◆ **Required work**:
Output, exactly and in full, the entries that appear below.

[[ Exercise materials, beginning ]]

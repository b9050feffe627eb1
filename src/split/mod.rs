//! Group splitting for A/B experiments.
//!
//! Partitions an experiment dataset into control and treatment subsets by a
//! group-assignment column. Group codes follow the pre-analysis plan:
//! 0 = control, 1 = first treatment arm, 2 = second treatment arm.
//!
//! Records whose group value falls outside {0, 1, 2} belong to no partition
//! and are silently dropped. This is intentional: stray codes in the
//! assignment column are excluded from analysis, not treated as errors.

use crate::data::Dataset;
use crate::error::Result;

/// Group code for the control group.
pub const GROUP_CONTROL: f64 = 0.0;
/// Group code for the first treatment arm.
pub const GROUP_ARM_A: f64 = 1.0;
/// Group code for the second treatment arm.
pub const GROUP_ARM_B: f64 = 2.0;

/// Splits the dataset into control and the two treatment arms.
///
/// Returns `(control, arm_a, arm_b)` partitions for group values 0, 1 and 2.
/// The partitions are owned row subsets; the input is not modified.
///
/// # Errors
///
/// Returns an error if `group_column` does not exist.
///
/// # Examples
///
/// ```
/// use certeza::data::Dataset;
/// use certeza::split::split_three;
///
/// let ds = Dataset::new(vec![
///     ("group".to_string(), vec![0.0, 1.0, 2.0, 1.0]),
///     ("enrolled".to_string(), vec![1.0, 0.0, 1.0, 1.0]),
/// ])
/// .expect("valid columns");
///
/// let (control, arm_a, arm_b) = split_three(&ds, "group").expect("column exists");
/// assert_eq!(control.n_rows(), 1);
/// assert_eq!(arm_a.n_rows(), 2);
/// assert_eq!(arm_b.n_rows(), 1);
/// ```
pub fn split_three(dataset: &Dataset, group_column: &str) -> Result<(Dataset, Dataset, Dataset)> {
    let control = filter_by_group(dataset, group_column, |g| g == GROUP_CONTROL)?;
    let arm_a = filter_by_group(dataset, group_column, |g| g == GROUP_ARM_A)?;
    let arm_b = filter_by_group(dataset, group_column, |g| g == GROUP_ARM_B)?;
    Ok((control, arm_a, arm_b))
}

/// Splits the dataset into control and a single aggregated treatment group.
///
/// Both treatment arms (group values 1 and 2) are merged into one treatment
/// partition, as pre-registered in the analysis plan.
///
/// # Errors
///
/// Returns an error if `group_column` does not exist.
pub fn split_two(dataset: &Dataset, group_column: &str) -> Result<(Dataset, Dataset)> {
    let control = filter_by_group(dataset, group_column, |g| g == GROUP_CONTROL)?;
    let treatment =
        filter_by_group(dataset, group_column, |g| g == GROUP_ARM_A || g == GROUP_ARM_B)?;
    Ok((control, treatment))
}

fn filter_by_group<F>(dataset: &Dataset, group_column: &str, predicate: F) -> Result<Dataset>
where
    F: Fn(f64) -> bool,
{
    let groups = dataset.column(group_column)?;
    let mask: Vec<bool> = groups.iter().map(|&g| predicate(g)).collect();
    Ok(dataset.take_rows(&mask))
}

#[cfg(test)]
mod tests {
    use super::*;

    fn experiment_dataset() -> Dataset {
        // 2 control, 3 arm A, 2 arm B, 1 stray code
        Dataset::new(vec![
            (
                "group".to_string(),
                vec![0.0, 1.0, 2.0, 1.0, 0.0, 1.0, 2.0, 7.0],
            ),
            (
                "enrolled".to_string(),
                vec![1.0, 0.0, 1.0, 1.0, 0.0, 0.0, 0.0, 1.0],
            ),
        ])
        .expect("valid columns")
    }

    #[test]
    fn test_split_three_partition_sizes() {
        let ds = experiment_dataset();
        let (control, arm_a, arm_b) = split_three(&ds, "group").expect("column exists");
        assert_eq!(control.n_rows(), 2);
        assert_eq!(arm_a.n_rows(), 3);
        assert_eq!(arm_b.n_rows(), 2);
    }

    #[test]
    fn test_split_three_drops_unknown_codes() {
        let ds = experiment_dataset();
        let (control, arm_a, arm_b) = split_three(&ds, "group").expect("column exists");
        let total = control.n_rows() + arm_a.n_rows() + arm_b.n_rows();
        // The row with group code 7 lands in no partition.
        assert_eq!(total, ds.n_rows() - 1);
    }

    #[test]
    fn test_split_three_partitions_are_pure() {
        let ds = experiment_dataset();
        let (control, arm_a, arm_b) = split_three(&ds, "group").expect("column exists");
        assert!(control
            .column("group")
            .expect("column")
            .iter()
            .all(|&g| g == GROUP_CONTROL));
        assert!(arm_a
            .column("group")
            .expect("column")
            .iter()
            .all(|&g| g == GROUP_ARM_A));
        assert!(arm_b
            .column("group")
            .expect("column")
            .iter()
            .all(|&g| g == GROUP_ARM_B));
    }

    #[test]
    fn test_split_two_merges_arms() {
        let ds = experiment_dataset();
        let (control, treatment) = split_two(&ds, "group").expect("column exists");
        assert_eq!(control.n_rows(), 2);
        assert_eq!(treatment.n_rows(), 5);
    }

    #[test]
    fn test_split_two_treatment_equals_arm_union() {
        let ds = experiment_dataset();
        let (_, treatment) = split_two(&ds, "group").expect("column exists");
        let (_, arm_a, arm_b) = split_three(&ds, "group").expect("column exists");

        let mut merged: Vec<f64> = arm_a
            .column("enrolled")
            .expect("column")
            .iter()
            .chain(arm_b.column("enrolled").expect("column"))
            .copied()
            .collect();
        let mut treated: Vec<f64> = treatment.column("enrolled").expect("column").to_vec();
        merged.sort_by(f64::total_cmp);
        treated.sort_by(f64::total_cmp);
        assert_eq!(merged, treated);
    }

    #[test]
    fn test_split_does_not_mutate_input() {
        let ds = experiment_dataset();
        let before = ds.clone();
        let _ = split_three(&ds, "group").expect("column exists");
        let _ = split_two(&ds, "group").expect("column exists");
        assert_eq!(ds, before);
    }

    #[test]
    fn test_split_missing_column() {
        let ds = experiment_dataset();
        assert!(split_three(&ds, "variant").is_err());
        assert!(split_two(&ds, "variant").is_err());
    }

    #[test]
    fn test_split_three_even_thirty() {
        let mut groups = Vec::new();
        let mut outcomes = Vec::new();
        for i in 0..30 {
            groups.push(f64::from(i % 3));
            outcomes.push(f64::from(i % 2));
        }
        let ds = Dataset::new(vec![
            ("group".to_string(), groups),
            ("clicked".to_string(), outcomes),
        ])
        .expect("valid columns");

        let (control, arm_a, arm_b) = split_three(&ds, "group").expect("column exists");
        assert_eq!(control.n_rows(), 10);
        assert_eq!(arm_a.n_rows(), 10);
        assert_eq!(arm_b.n_rows(), 10);
    }
}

[[ Exercise materials, end ]]

◆ **The answer**:
repository b9050feffe627eb1
filename src/split/mod.rs
//! Group splitting for A/B experiments.
//!
//! Partitions an experiment dataset into control and treatment subsets by a
//! group-assignment column. Group codes follow the pre-analysis plan:
//! 0 = control, 1 = first treatment arm, 2 = second treatment arm.
//!
//! Records whose group value falls outside {0, 1, 2} belong to no partition
//! and are silently dropped. This is intentional: stray codes in the
//! assignment column are excluded from analysis, not treated as errors.

use crate::data::Dataset;
use crate::error::Result;

/// Group code for the control group.
pub const GROUP_CONTROL: f64 = 0.0;
/// Group code for the first treatment arm.
pub const GROUP_ARM_A: f64 = 1.0;
/// Group code for the second treatment arm.
pub const GROUP_ARM_B: f64 = 2.0;

/// Splits the dataset into control and the two treatment arms.
///
/// Returns `(control, arm_a, arm_b)` partitions for group values 0, 1 and 2.
/// The partitions are owned row subsets; the input is not modified.
///
/// # Errors
///
/// Returns an error if `group_column` does not exist.
///
/// # Examples
///
/// ```
/// use certeza::data::Dataset;
/// use certeza::split::split_three;
///
/// let ds = Dataset::new(vec![
///     ("group".to_string(), vec![0.0, 1.0, 2.0, 1.0]),
///     ("enrolled".to_string(), vec![1.0, 0.0, 1.0, 1.0]),
/// ])
/// .expect("valid columns");
///
/// let (control, arm_a, arm_b) = split_three(&ds, "group").expect("column exists");
/// assert_eq!(control.n_rows(), 1);
/// assert_eq!(arm_a.n_rows(), 2);
/// assert_eq!(arm_b.n_rows(), 1);
/// ```
pub fn split_three(dataset: &Dataset, group_column: &str) -> Result<(Dataset, Dataset, Dataset)> {
    let control = filter_by_group(dataset, group_column, |g| g == GROUP_CONTROL)?;
    let arm_a = filter_by_group(dataset, group_column, |g| g == GROUP_ARM_A)?;
    let arm_b = filter_by_group(dataset, group_column, |g| g == GROUP_ARM_B)?;
    Ok((control, arm_a, arm_b))
}

/// Splits the dataset into control and a single aggregated treatment group.
///
/// Both treatment arms (group values 1 and 2) are merged into one treatment
/// partition, as pre-registered in the analysis plan.
///
/// # Errors
///
/// Returns an error if `group_column` does not exist.
pub fn split_two(dataset: &Dataset, group_column: &str) -> Result<(Dataset, Dataset)> {
    let control = filter_by_group(dataset, group_column, |g| g == GROUP_CONTROL)?;
    let treatment =
        filter_by_group(dataset, group_column, |g| g == GROUP_ARM_A || g == GROUP_ARM_B)?;
    Ok((control, treatment))
}

fn filter_by_group<F>(dataset: &Dataset, group_column: &str, predicate: F) -> Result<Dataset>
where
    F: Fn(f64) -> bool,
{
    let groups = dataset.column(group_column)?;
    let mask: Vec<bool> = groups.iter().map(|&g| predicate(g)).collect();
    Ok(dataset.take_rows(&mask))
}

#[cfg(test)]
mod tests {
    use super::*;

    fn experiment_dataset() -> Dataset {
        // 2 control, 3 arm A, 2 arm B, 1 stray code
        Dataset::new(vec![
            (
                "group".to_string(),
                vec![0.0, 1.0, 2.0, 1.0, 0.0, 1.0, 2.0, 7.0],
            ),
            (
                "enrolled".to_string(),
                vec![1.0, 0.0, 1.0, 1.0, 0.0, 0.0, 0.0, 1.0],
            ),
        ])
        .expect("valid columns")
    }

    #[test]
    fn test_split_three_partition_sizes() {
        let ds = experiment_dataset();
        let (control, arm_a, arm_b) = split_three(&ds, "group").expect("column exists");
        assert_eq!(control.n_rows(), 2);
        assert_eq!(arm_a.n_rows(), 3);
        assert_eq!(arm_b.n_rows(), 2);
    }

    #[test]
    fn test_split_three_drops_unknown_codes() {
        let ds = experiment_dataset();
        let (control, arm_a, arm_b) = split_three(&ds, "group").expect("column exists");
        let total = control.n_rows() + arm_a.n_rows() + arm_b.n_rows();
        // The row with group code 7 lands in no partition.
        assert_eq!(total, ds.n_rows() - 1);
    }

    #[test]
    fn test_split_three_partitions_are_pure() {
        let ds = experiment_dataset();
        let (control, arm_a, arm_b) = split_three(&ds, "group").expect("column exists");
        assert!(control
            .column("group")
            .expect("column")
            .iter()
            .all(|&g| g == GROUP_CONTROL));
        assert!(arm_a
            .column("group")
            .expect("column")
            .iter()
            .all(|&g| g == GROUP_ARM_A));
        assert!(arm_b
            .column("group")
            .expect("column")
            .iter()
            .all(|&g| g == GROUP_ARM_B));
    }

    #[test]
    fn test_split_two_merges_arms() {
        let ds = experiment_dataset();
        let (control, treatment) = split_two(&ds, "group").expect("column exists");
        assert_eq!(control.n_rows(), 2);
        assert_eq!(treatment.n_rows(), 5);
    }

    #[test]
    fn test_split_two_treatment_equals_arm_union() {
        let ds = experiment_dataset();
        let (_, treatment) = split_two(&ds, "group").expect("column exists");
        let (_, arm_a, arm_b) = split_three(&ds, "group").expect("column exists");

        let mut merged: Vec<f64> = arm_a
            .column("enrolled")
            .expect("column")
            .iter()
            .chain(arm_b.column("enrolled").expect("column"))
            .copied()
            .collect();
        let mut treated: Vec<f64> = treatment.column("enrolled").expect("column").to_vec();
        merged.sort_by(f64::total_cmp);
        treated.sort_by(f64::total_cmp);
        assert_eq!(merged, treated);
    }

    #[test]
    fn test_split_does_not_mutate_input() {
        let ds = experiment_dataset();
        let before = ds.clone();
        let _ = split_three(&ds, "group").expect("column exists");
        let _ = split_two(&ds, "group").expect("column exists");
        assert_eq!(ds, before);
    }

    #[test]
    fn test_split_missing_column() {
        let ds = experiment_dataset();
        assert!(split_three(&ds, "variant").is_err());
        assert!(split_two(&ds, "variant").is_err());
    }

    #[test]
    fn test_split_three_even_thirty() {
        let mut groups = Vec::new();
        let mut outcomes = Vec::new();
        for i in 0..30 {
            groups.push(f64::from(i % 3));
            outcomes.push(f64::from(i % 2));
        }
        let ds = Dataset::new(vec![
            ("group".to_string(), groups),
            ("clicked".to_string(), outcomes),
        ])
        .expect("valid columns");

        let (control, arm_a, arm_b) = split_three(&ds, "group").expect("column exists");
        assert_eq!(control.n_rows(), 10);
        assert_eq!(arm_a.n_rows(), 10);
        assert_eq!(arm_b.n_rows(), 10);
    }
}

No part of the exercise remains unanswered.